Differential Pathophysiological Mechanisms in Heart Failure With a Reduced or Preserved Ejection Fraction in Diabetes

State-of-the-art Review

Milton Packer, MD


JACC Heart Fail. 2021;9(7):535-549. 

In This Article

Pathophysiological Distinctions Between HFrEF and HFpEF

HFrEF is commonly regarded as a disorder of impaired systolic function, whereas HFpEF has long been perceived as a disorder where contractile function is intact and myocardial relaxation is impaired. However, this conceptual framework is inconsistent with the available evidence. Myocardial shortening can be markedly impaired in heart failure whether the ejection fraction is in the normal range or severely reduced; similarly, LV filling dynamics are abnormal in heart failure, regardless of the ejection fraction.[14,15]

The primary distinction between HFrEF and HFpEF lies in the fact that a loss of contractile function is accompanied by proportional LV enlargement in HFrEF, but by only modest LV dilatation in HFpEF.[14] Because stroke volume is typically maintained, the marked increase in LV volume in HFrEF causes the calculated LV ejection fraction to fall, whereas when infiltrative or inflammatory disorders limit LV distensibility and dilatation, ejection fraction is typically maintained at >40%-50%. Importantly, in most patients with HFpEF, the LV end-diastolic pressure–volume relationship is unchanged,[16] and increases in LV filling pressure are caused by LV overfilling, either because of plasma volume expansion or a reduction in systemic venous capacitance.[17,18] In contrast with hypertrophic or amyloid cardiomyopathy, the LV walls in patients with HFpEF caused by a metabolic disorder (such as diabetes) show no or minimal thickening, and they often have an elevated blood pressure caused by the expansion of central blood volume.[19]

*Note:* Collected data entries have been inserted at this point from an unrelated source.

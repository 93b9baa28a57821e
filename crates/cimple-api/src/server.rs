//! Server wiring: work pool, agent pool and HTTP listener.

use cimple_core::{Error, Result};
use cimple_scheduler::{AgentPool, BuildJob, WorkPool, WorkPoolBuildQueue};
use std::future::Future;
use std::sync::Arc;
use tokio::net::TcpListener;
use tracing::info;

use crate::config::ServerConfig;
use crate::routes::build_app;
use crate::state::AppState;

/// A running scheduler plus the HTTP surface in front of it.
pub struct Server {
    config: ServerConfig,
    state: Arc<AppState>,
    work_pool: WorkPool<BuildJob>,
}

impl Server {
    /// Start the work pool and agent pool. Must be called inside a runtime.
    pub fn new(config: ServerConfig) -> Self {
        let work_pool = WorkPool::start(config.work_pool_config());
        let agents = AgentPool::start(work_pool.clone());
        let build_queue = Arc::new(WorkPoolBuildQueue::new(work_pool.clone()));

        let state = AppState::new(build_queue, agents).with_perform_timeout(config.perform_timeout());

        Self {
            config,
            state: Arc::new(state),
            work_pool,
        }
    }

    pub fn state(&self) -> Arc<AppState> {
        Arc::clone(&self.state)
    }

    /// Bind the configured address and serve until `shutdown` resolves.
    pub async fn serve(self, shutdown: impl Future<Output = ()> + Send + 'static) -> Result<()> {
        let listener = TcpListener::bind(self.config.socket_addr()).await?;
        self.serve_with_listener(listener, shutdown).await
    }

    pub async fn serve_with_listener(
        self,
        listener: TcpListener,
        shutdown: impl Future<Output = ()> + Send + 'static,
    ) -> Result<()> {
        let addr = listener.local_addr()?;
        info!(addr = %addr, "Cimple server listening");

        let app = build_app(Arc::clone(&self.state));
        let result = axum::serve(listener, app)
            .with_graceful_shutdown(shutdown)
            .await
            .map_err(|e| Error::Internal(format!("Server error: {}", e)));

        info!("Cimple server shutting down");
        self.work_pool.shutdown();
        result
    }
}
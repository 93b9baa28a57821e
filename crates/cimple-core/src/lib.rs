//! Cimple Core
//!
//! Shared vocabulary for the Cimple build orchestrator: error taxonomy,
//! typed identifiers, the agent wire protocol, the message router,
//! journal events, the project model and the port traits implemented by
//! the scheduler, runner and transport crates.

pub mod error;
pub mod events;
pub mod ids;
pub mod messages;
pub mod ports;
pub mod project;
pub mod router;
pub mod secrets;

pub use error::{ConfigError, Error, Result};
pub use ids::*;

/// Version reported to builds through `CIMPLE_VERSION`.
pub const CIMPLE_VERSION: &str = env!("CARGO_PKG_VERSION");
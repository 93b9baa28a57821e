//! Build handlers.

use axum::{
    Json,
    body::Bytes,
    extract::State,
    http::StatusCode,
};
use cimple_scheduler::BuildJob;
use serde::{Deserialize, Serialize};
use std::sync::Arc;
use tracing::{debug, error};

use crate::state::AppState;

/// Body of `POST /builds`.
#[derive(Debug, Deserialize)]
pub struct SubmitBuildRequest {
    #[serde(rename = "Url")]
    pub url: String,
    #[serde(rename = "Commit")]
    pub commit: String,
}

#[derive(Debug, Serialize)]
pub struct BuildResponse {
    pub id: String,
    pub submission_date: String,
    pub build_url: String,
}

impl From<&BuildJob> for BuildResponse {
    fn from(job: &BuildJob) -> Self {
        Self {
            id: job.id.to_string(),
            submission_date: job.submitted_at.to_rfc3339(),
            build_url: job.build_url(),
        }
    }
}

/// Queue a build. The body is decoded by hand so that any malformed payload
/// gets the same 422 answer.
pub async fn submit_build(
    State(state): State<Arc<AppState>>,
    body: Bytes,
) -> Result<StatusCode, (StatusCode, String)> {
    let request: SubmitBuildRequest = serde_json::from_slice(&body).map_err(|e| {
        debug!(error = %e, "Rejecting malformed build request");
        (
            StatusCode::UNPROCESSABLE_ENTITY,
            "Unprocessible entity".to_string(),
        )
    })?;

    state
        .build_queue
        .queue(BuildJob::git(request.url, request.commit))
        .await
        .map_err(|e| {
            error!(error = %e, "Failed to queue build");
            (StatusCode::INTERNAL_SERVER_ERROR, e.to_string())
        })?;

    Ok(StatusCode::ACCEPTED)
}

/// Builds waiting for an agent.
pub async fn list_builds(
    State(state): State<Arc<AppState>>,
) -> Result<Json<Vec<BuildResponse>>, (StatusCode, String)> {
    let queued = state
        .build_queue
        .queued()
        .await
        .map_err(|e| (StatusCode::INTERNAL_SERVER_ERROR, e.to_string()))?;

    Ok(Json(queued.iter().map(BuildResponse::from).collect()))
}
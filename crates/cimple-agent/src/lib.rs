//! Build agent for Cimple.

pub mod agent;
pub mod config;
pub mod connection;
pub mod executor;

pub use agent::BuildAgent;
pub use config::AgentConfig;
pub use connection::{ConnectionState, ServerConnection};
pub use executor::{BuildExecutor, BuildRequest, GitBuildExecutor};
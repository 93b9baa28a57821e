//! Running a project's build in a directory on this machine.

use crate::build::{Build, BuildConfig, DEFAULT_RUN_CONTEXT};
use crate::journal::{ConsoleJournalWriter, FileJournalWriter, Journal, JournalFormat, JournalWriter};
use crate::output::OutputSink;
use crate::step::StepRunnerConfig;
use crate::vcs::VcsInformation;
use cimple_core::ports::SecretStore;
use cimple_core::project::{PROJECT_FILE, Project};
use cimple_core::secrets::StaticSecretStore;
use cimple_core::{BuildId, Error, Result};
use std::collections::BTreeMap;
use std::path::{Path, PathBuf};
use std::str::FromStr;
use std::sync::Arc;
use tracing::{info, warn};

/// Directory, relative to the working directory, holding run state.
pub const STATE_DIR: &str = ".cimple";

/// Where journal records are shown besides the journal file.
#[derive(Debug, Clone, Copy, Default, PartialEq, Eq)]
pub enum JournalDriver {
    #[default]
    Console,
    None,
}

impl FromStr for JournalDriver {
    type Err = Error;

    fn from_str(s: &str) -> Result<Self> {
        match s {
            "console" => Ok(JournalDriver::Console),
            "none" => Ok(JournalDriver::None),
            other => Err(Error::Serialization(format!("Unknown journal driver: {}", other))),
        }
    }
}

/// Files written by one run: `<state>/<project>/<run_id>/{output,journal}`.
#[derive(Debug, Clone, PartialEq, Eq)]
pub struct RunPaths {
    pub root: PathBuf,
    pub output: PathBuf,
    pub journal: PathBuf,
}

impl RunPaths {
    pub fn new(state_dir: &Path, project: &str, run_id: &str) -> Self {
        let root = state_dir.join(project).join(run_id);
        Self {
            output: root.join("output"),
            journal: root.join("journal"),
            root,
        }
    }
}

#[derive(Clone)]
pub struct LocalRunOptions {
    pub working_dir: PathBuf,
    /// Project file, relative to the working directory unless absolute.
    pub project_file: PathBuf,
    pub explicit_tasks: Vec<String>,
    pub journal_driver: JournalDriver,
    pub journal_format: JournalFormat,
    pub run_context: String,
    pub secrets: Arc<dyn SecretStore>,
    pub host_env: BTreeMap<String, String>,
    pub repo: Option<String>,
    /// Echo step output to stdout as well as the output file.
    pub echo_output: bool,
    pub step_runner: StepRunnerConfig,
}

impl LocalRunOptions {
    pub fn new(working_dir: impl Into<PathBuf>) -> Self {
        Self {
            working_dir: working_dir.into(),
            project_file: PathBuf::from(PROJECT_FILE),
            explicit_tasks: Vec::new(),
            journal_driver: JournalDriver::default(),
            journal_format: JournalFormat::default(),
            run_context: DEFAULT_RUN_CONTEXT.to_string(),
            secrets: Arc::new(StaticSecretStore::new()),
            host_env: BTreeMap::new(),
            repo: None,
            echo_output: true,
            step_runner: StepRunnerConfig::default(),
        }
    }

    pub fn project_path(&self) -> PathBuf {
        self.working_dir.join(&self.project_file)
    }
}

/// Outcome of a local run. Setup failures are returned as errors instead.
#[derive(Debug, Clone)]
pub struct RunSummary {
    pub build_id: BuildId,
    pub run_id: String,
    pub project: String,
    pub paths: RunPaths,
    pub error: Option<String>,
}

impl RunSummary {
    pub fn succeeded(&self) -> bool {
        self.error.is_none()
    }
}

fn run_id() -> String {
    chrono::Utc::now()
        .timestamp_nanos_opt()
        .unwrap_or_default()
        .to_string()
}

/// Load the project in `options.working_dir` and run its build, writing the
/// journal and output under `.cimple/`.
pub async fn run_local(options: LocalRunOptions) -> Result<RunSummary> {
    let project = Project::load(&options.project_path())?;
    let run_id = run_id();
    let paths = RunPaths::new(&options.working_dir.join(STATE_DIR), &project.name, &run_id);

    let mut writers: Vec<Arc<dyn JournalWriter>> =
        vec![Arc::new(FileJournalWriter::create(&paths.journal).await?)];
    if options.journal_driver == JournalDriver::Console {
        writers.push(Arc::new(ConsoleJournalWriter::new(options.journal_format)));
    }
    let journal = Journal::new(writers);

    let vcs = match VcsInformation::load(&options.working_dir).await {
        Ok(vcs) => vcs,
        Err(e) => {
            warn!(error = %e, "Could not load VCS information");
            VcsInformation::default()
        }
    };

    let mut config = BuildConfig::new(project.clone(), options.working_dir.clone())
        .with_explicit_tasks(options.explicit_tasks)
        .with_run_context(options.run_context)
        .with_vcs(vcs)
        .with_host_env(options.host_env)
        .with_secrets(options.secrets)
        .with_journal(journal)
        .with_step_runner(options.step_runner);
    if let Some(repo) = options.repo {
        config = config.with_repo(repo);
    }

    let build = Build::new(config)?;
    let sink = OutputSink::new(options.echo_output, Some(&paths.output)).await?;

    info!(
        build_id = %build.id(),
        run_id = %run_id,
        output = %paths.output.display(),
        "Starting local run"
    );

    let result = build.run(sink.sender()).await;
    sink.finish().await;

    Ok(RunSummary {
        build_id: build.id(),
        run_id,
        project: project.name,
        paths,
        error: result.err().map(|e| e.to_string()),
    })
}
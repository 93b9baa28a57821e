//! Health check handler.

use axum::Json;
use serde::Serialize;

#[derive(Serialize)]
pub struct HealthResponse {
    pub status: String,
    pub version: String,
}

pub async fn health() -> Json<HealthResponse> {
    Json(HealthResponse {
        status: "healthy".to_string(),
        version: cimple_core::CIMPLE_VERSION.to_string(),
    })
}
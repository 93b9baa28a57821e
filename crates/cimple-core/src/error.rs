//! Error types for Cimple.

use std::fmt;
use thiserror::Error;

#[derive(Debug, Error)]
pub enum Error {
    // Transport errors
    #[error("Transport error: {0}")]
    Transport(String),

    #[error("Connection closed")]
    ConnectionClosed,

    #[error("Failed to decode envelope: {0}")]
    Decode(String),

    #[error("Failed to encode envelope: {0}")]
    Encode(String),

    // Scheduling errors
    #[error("Unable to find a worker for chore {0}")]
    NoWorkerAvailable(u64),

    #[error("Agent disconnected: {0}")]
    AgentDisconnected(String),

    #[error("Agent {agent} refused the build: {reason}")]
    BuildRefused { agent: String, reason: String },

    #[error("Agent did not complete the job within {seconds} seconds")]
    PerformTimeout { seconds: u64 },

    // Build errors
    #[error("Step {step} failed: {message}")]
    StepExecution { step: String, message: String },

    #[error(transparent)]
    Config(#[from] ConfigError),

    #[error("Template error: {0}")]
    Template(String),

    #[error("Cycle detected in task dependencies involving {0}")]
    CycleDetected(String),

    #[error("Unknown task dependency: {0}")]
    UnknownDependency(String),

    #[error("Unknown task: {0}")]
    UnknownTask(String),

    #[error("Secret not found: {0}")]
    SecretNotFound(String),

    // Infrastructure errors
    #[error("IO error: {0}")]
    Io(#[from] std::io::Error),

    #[error("Serialization error: {0}")]
    Serialization(String),

    #[error("Internal error: {0}")]
    Internal(String),
}

impl Error {
    /// Whether the failure belongs to the transport or scheduling layer and
    /// the affected chore should be handed to another worker.
    pub fn is_retryable(&self) -> bool {
        matches!(
            self,
            Error::Transport(_)
                | Error::ConnectionClosed
                | Error::NoWorkerAvailable(_)
                | Error::AgentDisconnected(_)
                | Error::BuildRefused { .. }
        )
    }
}

pub type Result<T> = std::result::Result<T, Error>;

impl From<serde_json::Error> for Error {
    fn from(err: serde_json::Error) -> Self {
        Error::Serialization(err.to_string())
    }
}

impl From<serde_yaml::Error> for Error {
    fn from(err: serde_yaml::Error) -> Self {
        Error::Serialization(err.to_string())
    }
}

/// Every problem found while loading a project configuration.
#[derive(Debug, Clone, PartialEq, Eq, Default)]
pub struct ConfigError {
    issues: Vec<String>,
}

impl ConfigError {
    pub fn new(issues: Vec<String>) -> Self {
        Self { issues }
    }

    pub fn push(&mut self, issue: impl Into<String>) {
        self.issues.push(issue.into());
    }

    pub fn issues(&self) -> &[String] {
        &self.issues
    }

    pub fn is_empty(&self) -> bool {
        self.issues.is_empty()
    }

    /// `Ok(())` when no issue was collected.
    pub fn into_result(self) -> std::result::Result<(), ConfigError> {
        if self.is_empty() { Ok(()) } else { Err(self) }
    }
}

impl fmt::Display for ConfigError {
    fn fmt(&self, f: &mut fmt::Formatter<'_>) -> fmt::Result {
        write!(f, "Configuration has {} issue(s)", self.issues.len())?;
        for issue in &self.issues {
            write!(f, "\n  - {}", issue)?;
        }
        Ok(())
    }
}

impl std::error::Error for ConfigError {}
//! Per-step variables and `{{ .Path }}` templating.

use crate::vcs::VcsInformation;
use chrono::{DateTime, SecondsFormat, Utc};
use cimple_core::ports::SecretStore;
use cimple_core::{Error, Result};
use regex::{Captures, Regex};
use std::collections::BTreeMap;
use std::sync::{Arc, LazyLock};

static EXPRESSION: LazyLock<Regex> =
    LazyLock::new(|| Regex::new(r"\{\{\s*(.*?)\s*\}\}").expect("static expression pattern"));

static SECRET_CALL: LazyLock<Regex> = LazyLock::new(|| {
    Regex::new(r#"^\.Secrets\.Get\s+"([^"]*)"\s+"([^"]*)"$"#).expect("static secret pattern")
});

#[derive(Debug, Clone, PartialEq, Eq)]
pub struct CimpleEnvironment {
    pub version: String,
}

impl Default for CimpleEnvironment {
    fn default() -> Self {
        Self {
            version: cimple_core::CIMPLE_VERSION.to_string(),
        }
    }
}

#[derive(Debug, Clone, Default, PartialEq, Eq)]
pub struct ProjectInfo {
    pub name: String,
    pub version: String,
    pub description: Option<String>,
}

/// Everything a step may reference from its environment or templates.
#[derive(Clone)]
pub struct StepVars {
    pub cimple: CimpleEnvironment,
    pub build_date: DateTime<Utc>,
    pub project: ProjectInfo,
    pub vcs: VcsInformation,
    pub task_name: String,
    pub working_dir: String,
    pub host_env: BTreeMap<String, String>,
    /// Project, task and step env merged, step values last.
    pub step_env: BTreeMap<String, String>,
    pub secrets: Arc<dyn SecretStore>,
}

impl StepVars {
    pub fn formatted_build_date(&self) -> String {
        self.build_date.to_rfc3339_opts(SecondsFormat::Secs, true)
    }

    /// Values provided by cimple itself.
    pub fn cimple_env(&self) -> BTreeMap<String, String> {
        BTreeMap::from([
            ("CIMPLE_BUILD_DATE".to_string(), self.formatted_build_date()),
            ("CIMPLE_VERSION".to_string(), self.cimple.version.clone()),
            ("CIMPLE_PROJECT_NAME".to_string(), self.project.name.clone()),
            ("CIMPLE_PROJECT_VERSION".to_string(), self.project.version.clone()),
            ("CIMPLE_TASK_NAME".to_string(), self.task_name.clone()),
            ("CIMPLE_WORKING_DIR".to_string(), self.working_dir.clone()),
            ("CIMPLE_VCS".to_string(), self.vcs.vcs.clone()),
            ("CIMPLE_VCS_BRANCH".to_string(), self.vcs.branch.clone()),
            ("CIMPLE_VCS_REVISION".to_string(), self.vcs.revision.clone()),
            ("CIMPLE_VCS_REMOTE_URL".to_string(), self.vcs.remote_url.clone()),
            ("CIMPLE_VCS_REMOTE_NAME".to_string(), self.vcs.remote_name.clone()),
        ])
    }

    /// Untemplated environment: host values, overridden by cimple values,
    /// overridden by step values.
    pub fn map(&self) -> BTreeMap<String, String> {
        let mut env = self.host_env.clone();
        env.extend(self.cimple_env());
        env.extend(self.step_env.clone());
        env
    }

    /// Environment handed to a step: [`StepVars::map`] with every configured
    /// step value rendered as a template.
    pub fn resolved_env(&self) -> Result<BTreeMap<String, String>> {
        let mut env = self.map();
        for (key, value) in &self.step_env {
            env.insert(key.clone(), self.render(value)?);
        }
        Ok(env)
    }

    /// Expand every `{{ ... }}` expression in `template`.
    pub fn render(&self, template: &str) -> Result<String> {
        let mut rendered = String::with_capacity(template.len());
        let mut last = 0;

        for caps in EXPRESSION.captures_iter(template) {
            let Some(whole) = caps.get(0) else { continue };
            rendered.push_str(&template[last..whole.start()]);
            rendered.push_str(&self.evaluate(&caps)?);
            last = whole.end();
        }
        rendered.push_str(&template[last..]);

        Ok(rendered)
    }

    fn evaluate(&self, caps: &Captures<'_>) -> Result<String> {
        let expr = caps.get(1).map_or("", |m| m.as_str());

        if let Some(call) = SECRET_CALL.captures(expr) {
            let kind = call.get(1).map_or("", |m| m.as_str());
            let key = call.get(2).map_or("", |m| m.as_str());
            return self.secrets.get(kind, key);
        }

        let Some(path) = expr.strip_prefix('.') else {
            return Err(Error::Template(format!("Unsupported expression {:?}", expr)));
        };
        let segments: Vec<&str> = path.split('.').collect();

        let value = match segments.as_slice() {
            ["Cimple", "Version"] => self.cimple.version.clone(),
            ["BuildDate"] => self.build_date.to_rfc3339(),
            ["FormattedBuildDate"] => self.formatted_build_date(),
            ["Project", "Name"] => self.project.name.clone(),
            ["Project", "Version"] => self.project.version.clone(),
            ["Project", "Description"] => self.project.description.clone().unwrap_or_default(),
            ["Vcs", "Vcs"] => self.vcs.vcs.clone(),
            ["Vcs", "Branch"] => self.vcs.branch.clone(),
            ["Vcs", "Revision"] => self.vcs.revision.clone(),
            ["Vcs", "RemoteUrl"] => self.vcs.remote_url.clone(),
            ["Vcs", "RemoteName"] => self.vcs.remote_name.clone(),
            ["TaskName"] => self.task_name.clone(),
            ["WorkingDir"] => self.working_dir.clone(),
            ["HostEnv", key] => self.host_env.get(*key).cloned().unwrap_or_default(),
            ["StepEnv", key] => self.step_env.get(*key).cloned().unwrap_or_default(),
            _ => return Err(Error::Template(format!("Unknown variable {:?}", expr))),
        };

        Ok(value)
    }
}
//! Build submission in front of the work pool.

use crate::workpool::{ChoreId, ChoreOutcome, WorkPool};
use async_trait::async_trait;
use chrono::{DateTime, Utc};
use cimple_core::Result;
use cimple_core::ids::BuildId;
use serde::{Deserialize, Serialize};
use tracing::{error, info};

/// What to build.
#[derive(Debug, Clone, PartialEq, Eq, Serialize, Deserialize)]
#[serde(tag = "type", rename_all = "snake_case")]
pub enum BuildSource {
    Git { url: String, commit: String },
}

/// A build request waiting for an agent.
#[derive(Debug, Clone, PartialEq, Eq, Serialize, Deserialize)]
pub struct BuildJob {
    pub id: BuildId,
    pub submitted_at: DateTime<Utc>,
    pub source: BuildSource,
}

impl BuildJob {
    pub fn git(url: impl Into<String>, commit: impl Into<String>) -> Self {
        Self {
            id: BuildId::new(),
            submitted_at: Utc::now(),
            source: BuildSource::Git {
                url: url.into(),
                commit: commit.into(),
            },
        }
    }

    /// Human readable location of the sources, e.g. `https://host/repo.git#abc123`.
    pub fn build_url(&self) -> String {
        match &self.source {
            BuildSource::Git { url, commit } => format!("{}#{}", url, commit),
        }
    }
}

/// Job submission and introspection.
#[async_trait]
pub trait BuildQueue: Send + Sync {
    /// Queue a build and return as soon as it is accepted.
    async fn queue(&self, job: BuildJob) -> Result<ChoreId>;

    /// Builds not yet handed to an agent.
    async fn queued(&self) -> Result<Vec<BuildJob>>;
}

/// [`BuildQueue`] backed by a [`WorkPool`] of agents.
#[derive(Clone)]
pub struct WorkPoolBuildQueue {
    pool: WorkPool<BuildJob>,
}

impl WorkPoolBuildQueue {
    pub fn new(pool: WorkPool<BuildJob>) -> Self {
        Self { pool }
    }

    pub fn pool(&self) -> &WorkPool<BuildJob> {
        &self.pool
    }
}

#[async_trait]
impl BuildQueue for WorkPoolBuildQueue {
    async fn queue(&self, job: BuildJob) -> Result<ChoreId> {
        let build_id = job.id;
        let build_url = job.build_url();
        let mut handle = self.pool.queue_chore(job)?;
        let chore_id = handle.id();

        info!(build_id = %build_id, chore_id = %chore_id, build_url = %build_url, "Build queued");

        tokio::spawn(async move {
            match handle.wait().await {
                ChoreOutcome::Completed => {
                    info!(build_id = %build_id, "Build completed");
                }
                ChoreOutcome::Failed(reason) => {
                    error!(build_id = %build_id, reason = %reason, "Build failed");
                }
            }
        });

        Ok(chore_id)
    }

    async fn queued(&self) -> Result<Vec<BuildJob>> {
        let chores = self.pool.queued_chores().await?;
        Ok(chores.into_iter().map(|c| c.job).collect())
    }
}

#[cfg(test)]
mod tests {
    use super::*;
    use crate::workpool::WorkPoolConfig;

    #[tokio::test]
    async fn test_queued_build_is_listed_until_dispatched() {
        let queue = WorkPoolBuildQueue::new(WorkPool::start(WorkPoolConfig::default()));
        let job = BuildJob::git("https://test.local", "master");

        queue.queue(job.clone()).await.unwrap();
        let queued = queue.queued().await.unwrap();

        assert_eq!(queued, vec![job]);
        assert_eq!(queued[0].build_url(), "https://test.local#master");
    }

    #[test]
    fn test_build_job_serializes_source() {
        let job = BuildJob::git("https://x", "abc");
        let value = serde_json::to_value(&job).unwrap();
        assert_eq!(value["source"]["type"], "git");
        assert_eq!(value["source"]["commit"], "abc");
    }
}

Type 2 diabetes is associated with a more than 2-fold increase in the development of both HFrEF and HFpEF.[20] Thus, the term "diabetic cardiomyopathy" does not refer to a clinical entity, but instead, encompasses any abnormality in cardiac structure and function that is related to or accelerated by diabetes. It seems likely that diabetes promotes the development of heart failure in all patients with hyperinsulinemia, whether or not they have other identified reasons for LV dysfunction (eg, myocardial infarction).

Diabetes can lead to the development of HFrEF and HFpEF through diverse mechanisms. This paper reviews the available evidence that diabetes can promote the development of HFrEF in 2 ways: 1) by suppressing nutrient deprivation signaling and autophagy and thereby promoting cardiomyocyte stress and dysfunction; and 2) by activating the sodium-hydrogen exchanger and undermining cardiomyocyte survival. In parallel, diabetes can promote the development of HFpEF by enhancing the expansion of visceral (and especially epicardial) adipose tissue depots, which can promote cardiac inflammation, microcirculatory dysfunction, and fibrosis. Finally, in both HFrEF and HFpEF, an action of insulin on the renal tubules to stimulate sodium hyperabsorption can lead to plasma volume expansion and increased LV filling pressures. Other potential mechanisms for the development of HFrEF and HFpEF are not included in this review.